Part VIII Matthew: What is the Meaning of the Virgin Birth?

Column by Bishop John Shelby Spong on 21 November 2013 0 Comments
Please login with your account to read this essay.


I have just begun to read your latest book: The Fourth Gospel: Tales of a Jewish Mystic. Before beginning Chapter Two (I took your advice and read carefully the preceding pages) I thought it might be fun, and perhaps of interest to you, to get some ongoing feedback. Obviously, I have not read enough text to object, on the contrary, I am eager to hear what you have to say.

The Fourth Gospel has left more questions than answers for me. My own personal fascination and continued awe of the scriptures as revelations of God for the past 50 years now stands for me as the greatest proof of the reality of the Love of God. God both keeps me thirsty and continually satisfies my thirst. Still! Is that not miraculous in and of itself? I have wondered why “Christians” ignore the Jewish roots of their faith, their God. At one time I studied Kabbalah and personally experienced some of the wonders of that teaching. Christians seem to fear mysticism. Or anything not approved of by whatever denomination they were born into or whatever church they finally settle into that does not require thinking. I literally would eat the letters of the Bible if that were possible. The longer I live the more grateful I am for their Truth. Not the translated and misconstrued doctrinal teachings rampant in church circles but the Truth that has never yielded to humanity’s wishes for a convenient weapon or a doable law. I have studied and read studies of the Bible since I first picked up a Bible at age 20, not to find God, but to read what all the God-fuss was about. I read every single unintelligible word (so not to miss anything, as I never intended to read it again) and somewhere in the book of Deuteronomy, I fell in love with Truth. I am still in love, but I continue to be uncomfortable with John and have all these years failed to find a reason for what is presented as the Gospel of John. Thank you Dr. Pastor Father Bishop John Shelby Spong for loving God and for sharing your passion and your found treasure with the rest of us who are busy doing other things.


Dear Pamela,

Thank you for your letter and for sharing your pilgrimage with me and my readers. My hope is that the Bible, the creeds and church life itself point me beyond each of these human forms to both God and truth. My conviction is that none of these forms can actually capture this truth or embrace it fully. They are all human creations not divine revelations.

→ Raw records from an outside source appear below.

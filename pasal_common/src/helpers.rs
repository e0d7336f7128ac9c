/// Parse a boolean flag from a string value, or return the given default value otherwise.
pub fn parse_boolean_flag(value: Option<String>, default: bool) -> bool {
    let value = match value {
        Some(v) => v,
        None => return default,
    };
    match value.trim().to_ascii_lowercase().as_str() {
        "1" | "true" | "yes" | "on" => true,
        "0" | "false" | "no" | "off" => false,
        _ => default,
    }
}

#[cfg(test)]
mod test {
    use super::parse_boolean_flag;

    #[test]
    fn boolean_flags() {
        assert!(parse_boolean_flag(Some("yes".into()), false));
        assert!(!parse_boolean_flag(Some("off".into()), true));
        assert!(parse_boolean_flag(None, true));
        assert!(parse_boolean_flag(Some("garbage".into()), true));
    }
}
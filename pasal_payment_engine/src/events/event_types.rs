use serde::{Deserialize, Serialize};

use crate::db_types::{Order, OrderChanged, OrderStatus, PaymentStatus, TransitionSource};

/// Published once per successfully inserted order. Replayed checkout requests that hit the idempotent
/// insert path do not produce a second event.
#[derive(Debug, Clone, Serialize, Deserialize)]
pub struct OrderCreatedEvent {
    pub order: Order,
}

impl OrderCreatedEvent {
    pub fn new(order: Order) -> Self {
        Self { order }
    }
}

/// Published once per committed, distinct transition, after the side-effect coordinator has run.
#[derive(Debug, Clone, Serialize, Deserialize)]
pub struct OrderTransitionEvent {
    pub order: Order,
    pub old_status: OrderStatus,
    pub new_status: OrderStatus,
    pub old_payment_status: PaymentStatus,
    pub new_payment_status: PaymentStatus,
    pub source: TransitionSource,
}

impl From<OrderChanged> for OrderTransitionEvent {
    fn from(change: OrderChanged) -> Self {
        Self {
            order: change.order,
            old_status: change.old_status,
            new_status: change.new_status,
            old_payment_status: change.old_payment_status,
            new_payment_status: change.new_payment_status,
            source: change.source,
        }
    }
}

impl OrderTransitionEvent {
    pub fn is_cancellation(&self) -> bool {
        self.new_status == OrderStatus::Cancelled && self.old_status != OrderStatus::Cancelled
    }

    pub fn is_delivery(&self) -> bool {
        self.new_status == OrderStatus::Delivered && self.old_status != OrderStatus::Delivered
    }

    pub fn is_payment_confirmation(&self) -> bool {
        self.new_payment_status == PaymentStatus::Paid && self.old_payment_status != PaymentStatus::Paid
    }
}
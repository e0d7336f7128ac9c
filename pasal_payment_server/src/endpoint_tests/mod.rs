//! Endpoint tests run against the full route set, backed by a throwaway SQLite database per test.
mod helpers;

mod admin;
mod orders;
mod payments;
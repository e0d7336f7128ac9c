use std::{fmt::Display, str::FromStr};

use pasal_common::Rupee;
use serde::{Deserialize, Serialize};
use thiserror::Error;

//--------------------------------------   NormalizedStatus   --------------------------------------------------------
/// The provider-agnostic payment status vocabulary.
///
/// Every provider's status strings (`Completed`, `COMPLETE`, `Pending`, `User canceled`, ...) are reduced to
/// one of these before anything downstream sees them. `Unverified` marks a claim that failed signature or
/// amount checks and must never drive a state transition.
#[derive(Debug, Clone, Copy, PartialEq, Eq, Serialize, Deserialize)]
#[serde(rename_all = "lowercase")]
pub enum NormalizedStatus {
    Initiated,
    Pending,
    Completed,
    Failed,
    Cancelled,
    Unverified,
}

impl Display for NormalizedStatus {
    fn fmt(&self, f: &mut std::fmt::Formatter<'_>) -> std::fmt::Result {
        let s = match self {
            NormalizedStatus::Initiated => "initiated",
            NormalizedStatus::Pending => "pending",
            NormalizedStatus::Completed => "completed",
            NormalizedStatus::Failed => "failed",
            NormalizedStatus::Cancelled => "cancelled",
            NormalizedStatus::Unverified => "unverified",
        };
        write!(f, "{s}")
    }
}

#[derive(Debug, Clone, Error)]
#[error("Invalid normalized status: {0}")]
pub struct NormalizedStatusParseError(String);

impl FromStr for NormalizedStatus {
    type Err = NormalizedStatusParseError;

    fn from_str(s: &str) -> Result<Self, Self::Err> {
        match s {
            "initiated" => Ok(Self::Initiated),
            "pending" => Ok(Self::Pending),
            "completed" => Ok(Self::Completed),
            "failed" => Ok(Self::Failed),
            "cancelled" => Ok(Self::Cancelled),
            "unverified" => Ok(Self::Unverified),
            s => Err(NormalizedStatusParseError(s.to_string())),
        }
    }
}

//--------------------------------------    GatewayResult     --------------------------------------------------------
/// The normalized outcome of a gateway interaction (verify call or webhook parse).
#[derive(Debug, Clone, Serialize, Deserialize)]
pub struct GatewayResult {
    /// The provider slug this result came from.
    pub provider: String,
    /// The provider's payment reference (pidx / transaction_uuid / manual ref).
    pub reference: String,
    pub status: NormalizedStatus,
    /// The amount the provider claims was paid, when it reports one.
    pub amount: Option<Rupee>,
    /// The raw provider payload, retained for the ledger.
    pub raw: serde_json::Value,
}

//--------------------------------------   InitiateRequest    --------------------------------------------------------
#[derive(Debug, Clone)]
pub struct InitiateRequest {
    /// The externally visible invoice number of the order.
    pub invoice: String,
    /// The exact amount due, against which every later claim is checked.
    pub amount: Rupee,
    pub tax_amount: Rupee,
    pub delivery_fee: Rupee,
    pub customer: CustomerInfo,
}

#[derive(Debug, Clone, Default, Serialize)]
pub struct CustomerInfo {
    pub name: String,
    pub email: String,
    pub phone: String,
}

//--------------------------------------   InitiateResponse   --------------------------------------------------------
#[derive(Debug, Clone, Serialize)]
pub struct InitiateResponse {
    /// The provider reference for this initiation. The latest reference per order is the live one.
    pub reference: String,
    pub action: PaymentAction,
}

/// What the client must do to complete the payment.
#[derive(Debug, Clone, Serialize)]
#[serde(tag = "type", rename_all = "snake_case")]
pub enum PaymentAction {
    /// Send the customer to this URL (Khalti).
    Redirect { url: String },
    /// POST these fields to this URL from the browser (eSewa form flow).
    Form { url: String, fields: Vec<(String, String)> },
    /// Nothing to do now; payment settles out of band (COD, bank transfer).
    None,
}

Your story reminds me of my own. I started reading the Bible at age 12. I too read it all. One cannot read it all and still believe it is either “the Word of God” in any literal sense, or that it is “inerrant.” Some passages are simply awful. Religious leaders depend on biblical ignorance to keep their authority intact. Even the fact that most Bibles are printed in two columns, like telephone books, dictionaries and encyclopedias sends out a subtle message that this is a book with authoritative answers. The way most churches treat the Bible, elevating it in procession, calling it the “Word of God” makes a critical study of its pages very difficult.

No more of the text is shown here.